TASK INSTRUCTIONS
The answer should be an exact copy of the lines from the line with "let line_idx = line.saturating_sub(1);" through the last line of the entries, and no other lines.

#####

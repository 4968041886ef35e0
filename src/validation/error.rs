use miette::{Diagnostic, NamedSource, SourceSpan};
use serde::Serialize;
use serde_json::Value;
use std::fmt;
use thiserror::Error;

/// Machine-readable violation kinds, serialized in snake_case.
#[derive(Debug, Clone, Copy, PartialEq, Eq, Hash, Serialize)]
#[serde(rename_all = "snake_case")]
pub enum ViolationKind {
    JsonInvalid,
    Missing,
    ExtraForbidden,
    ModelType,
    StringType,
    StringTooShort,
    StringPatternMismatch,
    IntType,
    IntParsing,
    IntParsingSize,
    IntFromFloat,
    GreaterThan,
    GreaterThanEqual,
    LessThanEqual,
    BoolType,
    BoolParsing,
    ValueError,
}

impl ViolationKind {
    pub fn as_str(&self) -> &'static str {
        match self {
            Self::JsonInvalid => "json_invalid",
            Self::Missing => "missing",
            Self::ExtraForbidden => "extra_forbidden",
            Self::ModelType => "model_type",
            Self::StringType => "string_type",
            Self::StringTooShort => "string_too_short",
            Self::StringPatternMismatch => "string_pattern_mismatch",
            Self::IntType => "int_type",
            Self::IntParsing => "int_parsing",
            Self::IntParsingSize => "int_parsing_size",
            Self::IntFromFloat => "int_from_float",
            Self::GreaterThan => "greater_than",
            Self::GreaterThanEqual => "greater_than_equal",
            Self::LessThanEqual => "less_than_equal",
            Self::BoolType => "bool_type",
            Self::BoolParsing => "bool_parsing",
            Self::ValueError => "value_error",
        }
    }
}

impl fmt::Display for ViolationKind {
    fn fmt(&self, f: &mut fmt::Formatter<'_>) -> fmt::Result {
        f.write_str(self.as_str())
    }
}

/// Location of a field inside the record, e.g. `address.city`.
#[derive(Debug, Clone, Default, PartialEq, Eq, Hash, Serialize)]
#[serde(transparent)]
pub struct FieldPath(Vec<String>);

impl FieldPath {
    pub fn root() -> Self {
        Self::default()
    }

    pub fn child(&self, key: &str) -> Self {
        let mut segments = self.0.clone();
        segments.push(key.to_string());
        Self(segments)
    }

    pub fn is_root(&self) -> bool {
        self.0.is_empty()
    }

    pub fn segments(&self) -> &[String] {
        &self.0
    }
}

impl fmt::Display for FieldPath {
    fn fmt(&self, f: &mut fmt::Formatter<'_>) -> fmt::Result {
        if self.0.is_empty() {
            f.write_str("<root>")
        } else {
            f.write_str(&self.0.join("."))
        }
    }
}

/// A single failed constraint, tied to one field path.
#[derive(Error, Debug, Diagnostic, Clone, PartialEq, Serialize)]
#[error("{loc}: {msg}")]
pub struct Violation {
    #[serde(rename = "type")]
    pub kind: ViolationKind,
    pub loc: FieldPath,
    pub msg: String,
    #[serde(skip_serializing_if = "Option::is_none")]
    pub input: Option<Value>,
}

impl Violation {
    pub fn new(kind: ViolationKind, loc: FieldPath, msg: impl Into<String>) -> Self {
        Self {
            kind,
            loc,
            msg: msg.into(),
            input: None,
        }
    }

    pub fn with_input(mut self, input: Value) -> Self {
        self.input = Some(input);
        self
    }
}

/// Every violation found in one validation pass, in schema field order.
#[derive(Debug, Clone, Default, PartialEq, Diagnostic, Serialize)]
#[serde(transparent)]
#[diagnostic(code(regcheck::invalid_record))]
pub struct Violations {
    #[related]
    items: Vec<Violation>,
}

impl Violations {
    pub fn is_empty(&self) -> bool {
        self.items.is_empty()
    }

    pub fn len(&self) -> usize {
        self.items.len()
    }

    pub fn iter(&self) -> std::slice::Iter<'_, Violation> {
        self.items.iter()
    }

    /// Violations reported at a dotted path such as `"address.city"`
    pub fn at(&self, path: &str) -> Vec<&Violation> {
        self.items
            .iter()
            .filter(|v| v.loc.to_string() == path)
            .collect()
    }
}

impl From<Vec<Violation>> for Violations {
    fn from(items: Vec<Violation>) -> Self {
        Self { items }
    }
}

impl IntoIterator for Violations {
    type Item = Violation;
    type IntoIter = std::vec::IntoIter<Violation>;

    fn into_iter(self) -> Self::IntoIter {
        self.items.into_iter()
    }
}

impl<'a> IntoIterator for &'a Violations {
    type Item = &'a Violation;
    type IntoIter = std::slice::Iter<'a, Violation>;

    fn into_iter(self) -> Self::IntoIter {
        self.items.iter()
    }
}

impl fmt::Display for Violations {
    fn fmt(&self, f: &mut fmt::Formatter<'_>) -> fmt::Result {
        let count = self.items.len();
        let noun = if count == 1 { "error" } else { "errors" };
        write!(f, "{count} validation {noun} for User")
    }
}

impl std::error::Error for Violations {}

/// The input text could not be decoded as JSON at all.
#[derive(Error, Debug, Diagnostic, Clone)]
#[error("Invalid JSON: {message}")]
#[diagnostic(
    code(regcheck::malformed_input),
    help("a registration record must be a single JSON object")
)]
pub struct MalformedInputError {
    #[source_code]
    pub src: NamedSource<String>,
    #[label("here")]
    pub span: SourceSpan,
    pub message: String,
    pub line: usize,
    pub column: usize,
}

impl MalformedInputError {
    /// Malformed input expressed as a single `json_invalid` violation at the root
    pub fn to_violation(&self) -> Violation {
        Violation::new(
            ViolationKind::JsonInvalid,
            FieldPath::root(),
            format!("Invalid JSON: {}", self.message),
        )
    }
}

/// Why a record was not accepted.
#[derive(Error, Debug, Diagnostic)]
pub enum ValidationFailure {
    #[error(transparent)]
    #[diagnostic(transparent)]
    Malformed(#[from] MalformedInputError),

    #[error(transparent)]
    #[diagnostic(transparent)]
    Invalid(#[from] Violations),
}

impl ValidationFailure {
    pub fn is_malformed(&self) -> bool {
        matches!(self, Self::Malformed(_))
    }

    pub fn violations(&self) -> Option<&Violations> {
        match self {
            Self::Invalid(violations) => Some(violations),
            Self::Malformed(_) => None,
        }
    }

    /// Flatten into a violation list, turning malformed input into a `json_invalid` entry
    pub fn to_violations(&self) -> Violations {
        match self {
            Self::Invalid(violations) => violations.clone(),
            Self::Malformed(error) => Violations::from(vec![error.to_violation()]),
        }
    }
}
//! Shared error utilities

use miette::{NamedSource, SourceSpan};
use std::path::Path;

/// Source name used when the record did not come from a file
pub const STDIN_SOURCE_NAME: &str = "<stdin>";

/// Format an input location for error display
pub fn format_source_name(path: Option<&Path>) -> String {
    match path {
        Some(path) if path != Path::new("-") => path.display().to_string(),
        _ => STDIN_SOURCE_NAME.to_string(),
    }
}

/// Create a NamedSource for miette diagnostics
pub fn create_named_source(name: &str, content: String) -> NamedSource<String> {
    NamedSource::new(name, content)
}

/// Convert a 1-based line/column pair (as reported by serde_json) into a byte offset.
///
/// Columns past the end of a line and lines past the end of the input are
/// clamped to the end of the source. The result always sits on a char boundary.
pub fn line_col_to_offset(source: &str, line: usize, column: usize) -> usize {
    let line_idx = line.saturating_sub(1);
    let mut offset = 0;

    for (idx, text) in source.split_inclusive('\n').enumerate() {
        if idx == line_idx {
            let within = column.saturating_sub(1).min(text.len());
            offset += within;
            break;
        }
        offset += text.len();
    }

    let mut offset = offset.min(source.len());
    while !source.is_char_boundary(offset) {
        offset -= 1;
    }
    offset
}

/// Span covering the single character at `offset`.
///
/// Offsets at the end of input (unexpected EOF) move back to the last
/// non-whitespace character so the label has something to point at.
pub fn char_span(source: &str, offset: usize) -> SourceSpan {
    let offset = if offset >= source.len() {
        source
            .trim_end()
            .char_indices()
            .next_back()
            .map_or(0, |(idx, _)| idx)
    } else {
        offset
    };
    let len = source
        .get(offset..)
        .and_then(|rest| rest.chars().next())
        .map_or(0, char::len_utf8);
    SourceSpan::new(offset.into(), len)
}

#####

RESPONSE TO THE EXERCISE
    let line_idx = line.saturating_sub(1);
    let mut offset = 0;

    for (idx, text) in source.split_inclusive('\n').enumerate() {
        if idx == line_idx {
            let within = column.saturating_sub(1).min(text.len());
            offset += within;
            break;
        }
        offset += text.len();
    }

    let mut offset = offset.min(source.len());
    while !source.is_char_boundary(offset) {
        offset -= 1;
    }
    offset
}

/// Span covering the single character at `offset`.
///
/// Offsets at the end of input (unexpected EOF) move back to the last
/// non-whitespace character so the label has something to point at.
pub fn char_span(source: &str, offset: usize) -> SourceSpan {
    let offset = if offset >= source.len() {
        source
            .trim_end()
            .char_indices()
            .next_back()
            .map_or(0, |(idx, _)| idx)
    } else {
        offset
    };
    let len = source
        .get(offset..)
        .and_then(|rest| rest.chars().next())
        .map_or(0, char::len_utf8);
    SourceSpan::new(offset.into(), len)
}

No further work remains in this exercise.